Yaël Braun-Pivet announced, Wednesday morning on BFM TV, that she would declare inadmissible on Thursday any amendment restoring article 1 of the text of the Liot group (Freedoms, independents, overseas territories and territories) aimed at repealing the postponement of the legal retirement age from 62 to 64 years old.

“Tomorrow, whatever happens, there will be no repeal of the pension reform”, she said, the day after a 14th national day of strike and mobilization against the reform of pensions. pensions, which brought together more than 900,000 demonstrators all over France, according to the unions, and 281,000 according to the Ministry of the Interior.

Charles de Courson, the rapporteur of the Liot bill, will table an amendment to reintroduce the repeal of the postponement of the retirement age to 64 years.

The Liot group denounced “an unprecedented attack on the rights of Parliament”. “Yaël Braun-Pivet therefore preferred the role of gun carrier to that of guarantor of the institutions”, judged Sandrine Rousseau, deputy Europe Ecology-The Greens (EELV), quoted by the press.

“Scandalous: they are afraid of losing so they want to prevent the deputies from voting”, was indignant, for his part, Manuel Bompard, deputy La France insoumise.

The secretary general of the CGT, Sophie Binet, had asked Tuesday before the departure of the Parisian procession, the government to respect “democracy” by letting the deputies vote Thursday this text.

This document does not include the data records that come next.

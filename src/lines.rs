//! Line index: for every slide direction in play, which live slots sit on which line.
//!
//! A direction `d = (dx, dy)` is stored normalized (`dx > 0`, or `dx == 0 && dy > 0`),
//! so a direction and its opposite share one family of lines. A line within the
//! family is named by a [`LineKey`]:
//!
//! - `c = dx*y - dy*x`, constant along the line,
//! - `x`, the residue of the point along the stepping axis. Two points with the same
//!   `c` can only reach each other by repeated steps of `d` if their residues match;
//!   for primitive steps like `(1,0)` or `(1,2)` this is always 0.
//!
//! Buckets hold slots in ascending order and are removed as soon as they empty, so
//! "is anything on this line" is a presence test.

use rustc_hash::FxHashMap;

use crate::core::coord::Coord;
use crate::error::{StoreError, StoreResult};

/// A normalized slide direction.
#[derive(Debug, Clone, Copy, PartialEq, Eq, Hash, PartialOrd, Ord)]
pub struct Direction(Coord);

impl Direction {
    pub fn new(v: Coord) -> StoreResult<Self> {
        if v.is_zero() {
            return Err(StoreError::InvalidDirection { dx: v.x, dy: v.y });
        }
        if v.x < 0 || (v.x == 0 && v.y < 0) {
            // i64::MIN has no positive counterpart.
            if v.x == i64::MIN || v.y == i64::MIN {
                return Err(StoreError::InvalidDirection { dx: v.x, dy: v.y });
            }
            Ok(Direction(-v))
        } else {
            Ok(Direction(v))
        }
    }

    #[inline]
    pub fn vector(self) -> Coord {
        self.0
    }
}

#[derive(Debug, Clone, Copy, PartialEq, Eq, Hash, PartialOrd, Ord)]
pub struct LineKey {
    pub c: i128,
    pub x: i64,
}

impl LineKey {
    pub fn new(dir: Direction, p: Coord) -> Self {
        let d = dir.vector();
        let c = d.x as i128 * p.y as i128 - d.y as i128 * p.x as i128;
        let x = if d.x != 0 {
            p.x.rem_euclid(d.x)
        } else {
            p.y.rem_euclid(d.y)
        };
        LineKey { c, x }
    }
}

/// Signed position of `p` along `dir`, relative to `origin`, measured on the stepping
/// axis (x unless the direction is vertical). Only meaningful for points on the same
/// line, where it orders them the same way as the dot product with `dir`.
#[inline]
fn along(dir: Direction, origin: Coord, p: Coord) -> i128 {
    if dir.vector().x != 0 {
        p.x as i128 - origin.x as i128
    } else {
        p.y as i128 - origin.y as i128
    }
}

type Buckets = FxHashMap<LineKey, Vec<usize>>;

#[derive(Debug, Clone, Default, PartialEq, Eq)]
pub struct LineIndex {
    directions: Vec<Direction>,
    buckets: Vec<Buckets>,
}

impl LineIndex {
    /// Normalizes and deduplicates `vectors`, keeping first-seen order.
    pub fn new(vectors: &[Coord]) -> StoreResult<Self> {
        let mut directions: Vec<Direction> = Vec::with_capacity(vectors.len());
        for &v in vectors {
            let d = Direction::new(v)?;
            if !directions.contains(&d) {
                directions.push(d);
            }
        }
        let buckets = vec![Buckets::default(); directions.len()];
        Ok(Self {
            directions,
            buckets,
        })
    }

    #[inline]
    pub fn directions(&self) -> &[Direction] {
        &self.directions
    }

    fn family(&self, dir: Direction) -> Option<&Buckets> {
        self.directions
            .iter()
            .position(|&d| d == dir)
            .map(|i| &self.buckets[i])
    }

    pub fn register_on_lines(&mut self, slot: usize, coords: Coord) {
        for (dir, family) in self.directions.iter().zip(self.buckets.iter_mut()) {
            let bucket = family.entry(LineKey::new(*dir, coords)).or_default();
            if let Err(i) = bucket.binary_search(&slot) {
                bucket.insert(i, slot);
            }
        }
    }

    /// Removes `slot` from the bucket of every direction, recomputed from `coords`.
    ///
    /// All buckets are checked before any is touched.
    pub fn unregister_from_lines(&mut self, slot: usize, coords: Coord) -> StoreResult<()> {
        for (dir, family) in self.directions.iter().zip(self.buckets.iter()) {
            let present = family
                .get(&LineKey::new(*dir, coords))
                .is_some_and(|b| b.binary_search(&slot).is_ok());
            if !present {
                return Err(StoreError::InvalidSlot { slot });
            }
        }
        for (dir, family) in self.directions.iter().zip(self.buckets.iter_mut()) {
            let key = LineKey::new(*dir, coords);
            if let Some(bucket) = family.get_mut(&key) {
                if let Ok(i) = bucket.binary_search(&slot) {
                    bucket.remove(i);
                }
                if bucket.is_empty() {
                    family.remove(&key);
                }
            }
        }
        Ok(())
    }

    /// Slots on the line with key `key` in direction `dir`.
    pub fn line(&self, dir: Direction, key: LineKey) -> &[usize] {
        self.family(dir)
            .and_then(|f| f.get(&key))
            .map(Vec::as_slice)
            .unwrap_or(&[])
    }

    /// Slots on the line through `coords` in direction `dir`.
    pub fn line_through(&self, dir: Direction, coords: Coord) -> &[usize] {
        self.line(dir, LineKey::new(dir, coords))
    }

    /// All non-empty buckets of one direction.
    pub fn buckets(&self, dir: Direction) -> impl Iterator<Item = (LineKey, &[usize])> + '_ {
        self.family(dir)
            .into_iter()
            .flat_map(|f| f.iter().map(|(k, b)| (*k, b.as_slice())))
    }

    /// Nearest slots on either side of `coords` along `dir`: `(behind, ahead)`, where
    /// "ahead" is the positive direction of the normalized vector. A piece standing on
    /// `coords` itself is skipped.
    pub fn neighbors_on_line(
        &self,
        dir: Direction,
        coords: Coord,
        coords_of: impl Fn(usize) -> Coord,
    ) -> (Option<usize>, Option<usize>) {
        let mut behind: Option<(i128, usize)> = None;
        let mut ahead: Option<(i128, usize)> = None;
        for &slot in self.line_through(dir, coords) {
            let t = along(dir, coords, coords_of(slot));
            if t > 0 && ahead.map_or(true, |(best, _)| t < best) {
                ahead = Some((t, slot));
            } else if t < 0 && behind.map_or(true, |(best, _)| t > best) {
                behind = Some((t, slot));
            }
        }
        (behind.map(|(_, s)| s), ahead.map(|(_, s)| s))
    }

    /// Total number of bucket entries for one direction.
    pub fn entry_count(&self, dir: Direction) -> usize {
        self.family(dir)
            .map_or(0, |f| f.values().map(Vec::len).sum())
    }

    /// Rewrites every stored slot through `f`, which must be strictly increasing.
    pub(crate) fn remap(&mut self, f: impl Fn(usize) -> usize) {
        for family in &mut self.buckets {
            for bucket in family.values_mut() {
                for slot in bucket.iter_mut() {
                    *slot = f(*slot);
                }
            }
        }
    }
}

She called on the President of the National Assembly, Yaël Braun-Pivet, not to prevent the vote by invoking Article 40 of the Constitution. “She must let the deputies vote, it’s the least we can do to let the deputies express themselves on a reform of this magnitude,” she said on the BFM TV channel.

The French government had already escaped, on March 20, two motions of censure after its recourse to article 49.3 of the constitution to validate the pension reform without the vote of the deputies. The two motions were tabled by the National Rally and Liot groups.